┌──

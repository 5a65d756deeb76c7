//! verity-sim: replay claim scenarios through the consensus engine.

mod scenario;

use anyhow::Context;
use clap::Parser;
use scenario::Scenario;
use std::path::PathBuf;
use verity_consensus::{ConsensusEngine, EngineConfig};
use verity_utils::LogFormat;

#[derive(Parser)]
#[command(name = "verity-sim", about = "Verity claim consensus simulator")]
struct Cli {
    /// Path to a TOML engine configuration. Flags and env vars override it.
    #[arg(long, global = true)]
    config: Option<PathBuf>,

    /// Log level or filter: "trace", "debug", "info", "warn", "error".
    #[arg(long, env = "VERITY_LOG_LEVEL", global = true)]
    log_level: Option<String>,

    /// Log output: "human" or "json".
    #[arg(long, env = "VERITY_LOG_FORMAT", global = true)]
    log_format: Option<LogFormat>,

    #[command(subcommand)]
    command: Command,
}

#[derive(clap::Subcommand)]
enum Command {
    /// Replay a scenario and print resolution records and participant
    /// summaries as JSON.
    Run {
        /// Scenario file.
        scenario: PathBuf,
    },
    /// Print the effective protocol parameters as TOML.
    Params,
}

fn main() -> anyhow::Result<()> {
    let cli = Cli::parse();

    let mut config = match &cli.config {
        Some(path) => EngineConfig::from_toml_file(path)
            .with_context(|| format!("failed to load config {}", path.display()))?,
        None => EngineConfig::default(),
    };
    if let Some(level) = cli.log_level {
        config.logging.level = level;
    }
    if let Some(format) = cli.log_format {
        config.logging.format = format;
    }
    verity_utils::init_tracing(&config.logging)?;

    match cli.command {
        Command::Run { scenario } => {
            let scenario = Scenario::from_file(&scenario)?;
            let engine = ConsensusEngine::from_config(&config)?;
            tracing::info!(
                participants = scenario.participants.len(),
                claims = scenario.claims.len(),
                steps = scenario.steps.len(),
                "replaying scenario"
            );
            let report = scenario.run(&engine)?;
            println!("{}", serde_json::to_string_pretty(&report)?);
        }
        Command::Params => {
            print!("{}", toml::to_string_pretty(&config.params)?);
        }
    }
    Ok(())
}
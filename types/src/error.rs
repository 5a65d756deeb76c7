//! Errors raised by the shared types.

use thiserror::Error;

/// Failure to interpret a token amount.
#[derive(Debug, Clone, PartialEq, Eq, Error)]
pub enum AmountError {
    #[error("amount must not be negative: {0}")]
    Negative(String),

    #[error("malformed amount: {0:?}")]
    Malformed(String),

    #[error("amount {0} has more than 6 decimal places")]
    TooPrecise(String),

    #[error("amount {0} is too large")]
    Overflow(String),
}

/// A protocol parameter set that cannot be used.
#[derive(Debug, Clone, PartialEq, Error)]
pub enum ParamsError {
    #[error("redistribution rate must be within 1..=10000 bps, got {0}")]
    RedistributionRate(u32),

    #[error("{name} must be within [0, 1], got {value}")]
    Factor { name: &'static str, value: f64 },

    #[error("initial reputation must be within [0, 100], got {0}")]
    InitialReputation(f64),

    #[error("expert reputation must be within [0, 100], got {0}")]
    ExpertReputation(f64),

    #[error("minimum vote stake must be positive")]
    ZeroMinimumStake,
}
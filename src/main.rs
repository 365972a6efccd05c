//! fpgaflash - SPI flash programmer for FPGA boards behind a serial bridge
//!
//! The board carries a NOR flash chip, an FPGA that configures itself from
//! it, and a microcontroller exposing the SPI bus and the FPGA's
//! reset/done pins as single-byte commands over a serial port. This binary
//! wraps the protocol stack in `fpgaflash-core` with argument parsing,
//! file I/O, and progress reporting.

mod cli;
mod commands;

use clap::Parser;
use cli::{Cli, Commands, DeviceArgs};
use fpgaflash_core::transport::serial::SerialTransport;
use fpgaflash_core::{Bridge, Transport};

fn main() -> Result<(), Box<dyn std::error::Error>> {
    let cli = Cli::parse();

    // RUST_LOG still wins; -v/-vv only raise the default.
    env_logger::Builder::from_env(
        env_logger::Env::default().default_filter_or(default_log_filter(cli.verbose)),
    )
    .init();

    match cli.command {
        Commands::Probe { device } => {
            let mut bridge = open_bridge(&device)?;
            commands::probe::run_probe(&mut bridge)
        }
        Commands::Read {
            device,
            output,
            start,
            length,
        } => {
            let mut bridge = open_bridge(&device)?;
            commands::read::run_read(&mut bridge, &output, start, length)
        }
        Commands::Write {
            device,
            input,
            verify,
            verify_fatal,
            byte_wise,
            passthrough,
        } => {
            let mut bridge = open_bridge(&device)?;
            commands::write::run_write(
                &mut bridge,
                &input,
                commands::write::WriteArgs {
                    verify,
                    verify_fatal,
                    byte_wise,
                    passthrough,
                },
            )
        }
    }
}

/// Map the repeatable -v flag onto a default log filter
fn default_log_filter(verbose: u8) -> &'static str {
    match verbose {
        0 => "info",
        1 => "debug",
        _ => "trace",
    }
}

/// Open the bridge on a serial port, or on the emulator for dry runs
fn open_bridge(device: &DeviceArgs) -> Result<Bridge<Box<dyn Transport>>, Box<dyn std::error::Error>> {
    if device.port == "dummy" {
        #[cfg(feature = "dummy")]
        {
            log::info!("Using the in-memory board emulator");
            return Ok(Bridge::new(
                Box::new(fpgaflash_dummy::DummyBridge::new_default()) as Box<dyn Transport>,
            ));
        }
        #[cfg(not(feature = "dummy"))]
        return Err("this build has no emulator support (dummy feature disabled)".into());
    }

    let transport = SerialTransport::open(&device.port, device.baud)?;
    Ok(Bridge::new(Box::new(transport) as Box<dyn Transport>))
}

#[cfg(test)]
mod tests {
    use super::*;

    #[test]
    fn verbosity_raises_default_filter() {
        assert_eq!(default_log_filter(0), "info");
        assert_eq!(default_log_filter(1), "debug");
        assert_eq!(default_log_filter(2), "trace");
        assert_eq!(default_log_filter(5), "trace");
    }
}
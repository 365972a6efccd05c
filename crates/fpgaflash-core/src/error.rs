//! Error types for fpgaflash-core

use thiserror::Error;

/// Errors raised by the bridge protocol stack
#[derive(Debug, Error)]
pub enum Error {
    /// The bridge did not answer a single-byte exchange within the read deadline
    #[error("timed out waiting for a response from the bridge")]
    TransportTimeout,

    /// A bulk transfer returned fewer bytes than the frame promises
    #[error("short read: expected {expected} bytes, got {got}")]
    ShortRead { expected: usize, got: usize },

    /// Address does not fit in the flash's 24-bit address space
    #[error("invalid address 0x{0:08X}: exceeds 24-bit range")]
    InvalidAddress(u32),

    /// The chip's JEDEC ID does not match the expected part
    #[error("chip ID mismatch: expected {expected:02x?}, got {found:02x?}")]
    IdMismatch { expected: [u8; 3], found: [u8; 3] },

    /// Status register bits disagree with an operation's precondition
    #[error(
        "unexpected status 0x{status:02X} (wanted WEL={expect_wel}, WIP={expect_wip})"
    )]
    UnexpectedStatus {
        status: u8,
        expect_wel: bool,
        expect_wip: bool,
    },

    /// An FPGA control command was not echoed back verbatim
    #[error("bridge echo mismatch for command 0x{sent:02X}: got 0x{received:02X}")]
    EchoMismatch { sent: u8, received: u8 },

    /// The FPGA did not report configuration-done within the attempt ceiling
    #[error("FPGA not done after {attempts} status polls")]
    FpgaTimeout { attempts: u32 },

    /// A fast page program returned the wrong acknowledgement byte
    #[error("fast program ack mismatch: expected 0x{expected:02X}, got 0x{got:02X}")]
    AckMismatch { expected: u8, got: u8 },

    /// Read-back after programming did not match the written data
    #[error("verify mismatch at page 0x{addr:06X}")]
    VerifyMismatch { addr: u32 },

    /// A caller-imposed deadline on the write-completion poll expired
    #[error("write completion poll exceeded its deadline")]
    WaitDeadline,

    /// Serial port error
    #[error("serial port error: {0}")]
    Serial(#[from] serialport::Error),

    /// I/O error during communication
    #[error("I/O error: {0}")]
    Io(#[from] std::io::Error),
}

/// Result type for bridge protocol operations
pub type Result<T> = std::result::Result<T, Error>;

└──

Scan the data, and report each line that uses the word "trace".

--- Task result ---
    /// Log level or filter: "trace", "debug", "info", "warn", "error".
        _ => "trace",
        assert_eq!(default_log_filter(2), "trace");
        assert_eq!(default_log_filter(5), "trace");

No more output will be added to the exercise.